Find scientific names in plain texts, PDF files, MS documents etc.
GNfinder is a program for finding scientific names in texts. GNfinder exists for several years now and is responsible for creation of name indices for Biodiversity Heritage Library (BHL) and HathiTrust Digital Library. The program is fast enough to process 5 million pages of BHL in just a couple of hours.
The new GNfinder v0.14.1 can find names not only in plain UTF8-encoded texts, but also in a large variety of files including PDF, MS Word, MS Excel, and images. In this blog post we describe how it can be used.
GNfinder code follows Semantic Versioning practices. So users need to be aware that for versions 0.x.x backward incompatible changes might happen.
Summary
GNfinder is a command line application, that can also be used
as a RESTful service. In the near future it will also have a web-based user
interface and will run at https://finder.globalnames.org
The program uses heuristic and Natural Language Processing (NLP) algorithms for name finding.
Performance
For a test we used 4MB PDF file that contains ~2000 unique names. These names are mentioned in text ~13000 times.
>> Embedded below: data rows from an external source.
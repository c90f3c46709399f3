//! Observability infrastructure: crash reports, analysis context and logging.
//!
//! ## Usage
//!
//! ```ignore
//! use cfgscan::observability::{init_tracing, install_panic_hook};
//!
//! fn main() {
//!     init_tracing(0);
//!     install_panic_hook();
//!     // ... rest of application
//! }
//! ```

pub mod context;
pub mod panic_hook;

pub use context::{
    enter_isolation, get_current_context, get_progress, increment_processed, reset_context,
    reset_progress, set_configuration, set_current_file, set_phase, set_progress,
    AnalysisContext, AnalysisPhase, ContextGuard,
};
pub use panic_hook::install_panic_hook;

use std::any::Any;
use tracing_subscriber::EnvFilter;

/// Environment variable holding a `tracing` filter directive.
pub const LOG_ENV: &str = "CFGSCAN_LOG";

/// Initialise the global `tracing` subscriber on stderr.
///
/// `CFGSCAN_LOG` wins over `verbosity` (0 = warn, 1 = info, 2 = debug, 3+ = trace).
/// Calling this twice is harmless.
pub fn init_tracing(verbosity: u8) {
    let fallback = match verbosity {
        0 => "warn",
        1 => "info",
        2 => "debug",
        _ => "trace",
    };
    let filter = EnvFilter::try_from_env(LOG_ENV).unwrap_or_else(|_| EnvFilter::new(fallback));
    let _ = tracing_subscriber::fmt()
        .with_env_filter(filter)
        .with_writer(std::io::stderr)
        .with_target(false)
        .try_init();
}

/// Best-effort text of a panic payload.
pub fn payload_message(payload: &(dyn Any + Send)) -> String {
    if let Some(s) = payload.downcast_ref::<&str>() {
        s.to_string()
    } else if let Some(s) = payload.downcast_ref::<String>() {
        s.clone()
    } else {
        "Unknown panic".to_string()
    }
}
//! Progress feedback for the binary.
//!
//! A single file-count bar on stderr, shown only when stderr is a terminal
//! and neither `--quiet` nor `CFGSCAN_QUIET` is set. The engine's own
//! `Checking ...` lines are independent of this bar.

use indicatif::{ProgressBar, ProgressStyle};
use std::io::IsTerminal;

pub const TEMPLATE_FILES: &str = "{msg} {pos}/{len} files ({percent}%) - {eta}";
pub const TEMPLATE_SPINNER: &str = "{spinner} {msg}";

/// Environment variable forcing quiet mode.
pub const QUIET_ENV: &str = "CFGSCAN_QUIET";

#[derive(Debug, Clone, Default)]
pub struct ProgressConfig {
    pub quiet_mode: bool,
    /// 0 = bar only, 1+ = also keep finished bars on screen
    pub verbosity: u8,
}

impl ProgressConfig {
    pub fn from_env(quiet: bool, verbosity: u8) -> Self {
        Self {
            quiet_mode: quiet || std::env::var_os(QUIET_ENV).is_some(),
            verbosity,
        }
    }

    pub fn should_show_progress(&self) -> bool {
        !self.quiet_mode && std::io::stderr().is_terminal()
    }
}

#[derive(Debug, Clone)]
pub struct ProgressManager {
    config: ProgressConfig,
}

impl ProgressManager {
    pub fn new(config: ProgressConfig) -> Self {
        Self { config }
    }

    /// Bar over `len` files; hidden when progress should not be shown.
    pub fn create_bar(&self, len: u64, msg: &str) -> ProgressBar {
        if !self.config.should_show_progress() {
            return ProgressBar::hidden();
        }
        let style = ProgressStyle::default_bar()
            .template(TEMPLATE_FILES)
            .unwrap_or_else(|_| ProgressStyle::default_bar())
            .progress_chars("█▓▒░  ");
        let pb = ProgressBar::new(len).with_style(style);
        pb.set_message(msg.to_string());
        pb
    }

    pub fn create_spinner(&self, msg: &str) -> ProgressBar {
        if !self.config.should_show_progress() {
            return ProgressBar::hidden();
        }
        let style = ProgressStyle::default_spinner()
            .template(TEMPLATE_SPINNER)
            .unwrap_or_else(|_| ProgressStyle::default_spinner())
            .tick_chars("⠋⠙⠹⠸⠼⠴⠦⠧⠇⠏");
        let pb = ProgressBar::new_spinner().with_style(style);
        pb.set_message(msg.to_string());
        pb.enable_steady_tick(std::time::Duration::from_millis(100));
        pb
    }

    /// Finish `pb`, keeping it on screen only at higher verbosity.
    pub fn finish(&self, pb: &ProgressBar, msg: &str) {
        if self.config.verbosity > 0 {
            pb.finish_with_message(msg.to_string());
        } else {
            pb.finish_and_clear();
        }
    }

    pub fn verbosity(&self) -> u8 {
        self.config.verbosity
    }
}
Time for conversion to UTF8-encoded plain text: 2.5 sec
Time for name-finding: 0.4 sec
Time for name-verification of 2000 uniquely found names: 2.5 sec
Installation
The program consists of one stand-alone file, so it is easy to install. The binaries for MS WIndows, Mac OS or Linux can be downloaded from GitHub. In addition GNfinder can be installed using a Homebrew package manager with the following terminal commands:
brew tap gnames/gn
brew install gnfinder
For more detailed installation instructions see the documentation on GitHub.
Usages
GNfinder is a command line application. It requires an internet connection for converting files to UTF8-encoded text and for name-verification.
To get help use:
gnfinder -h
To get names from a UTF8-encoded text file (with -U flag no internet connection is required):
gnfinder -U file-with-names.txt
To get names from any other kind of file:
gnfinder file.pdf
To find names, to verify them and to output results in JSON format:
gnfinder file.pdf -v -f pretty > file-names.csv
To convert PDF file into text:
gnfinder -I file.pdf > file.txt
Tutorial
I wrote a tutorial how to exctract scientific names in parallel from a large number of PDF files.
For more information read the documentation on GitHub.
RESTful (API)
You can run GNfinder as a RESTful API service as well. For now API can work only with UTF-8 encoded texts, but other file formats will be available via API as well after completion of a web-based user interface.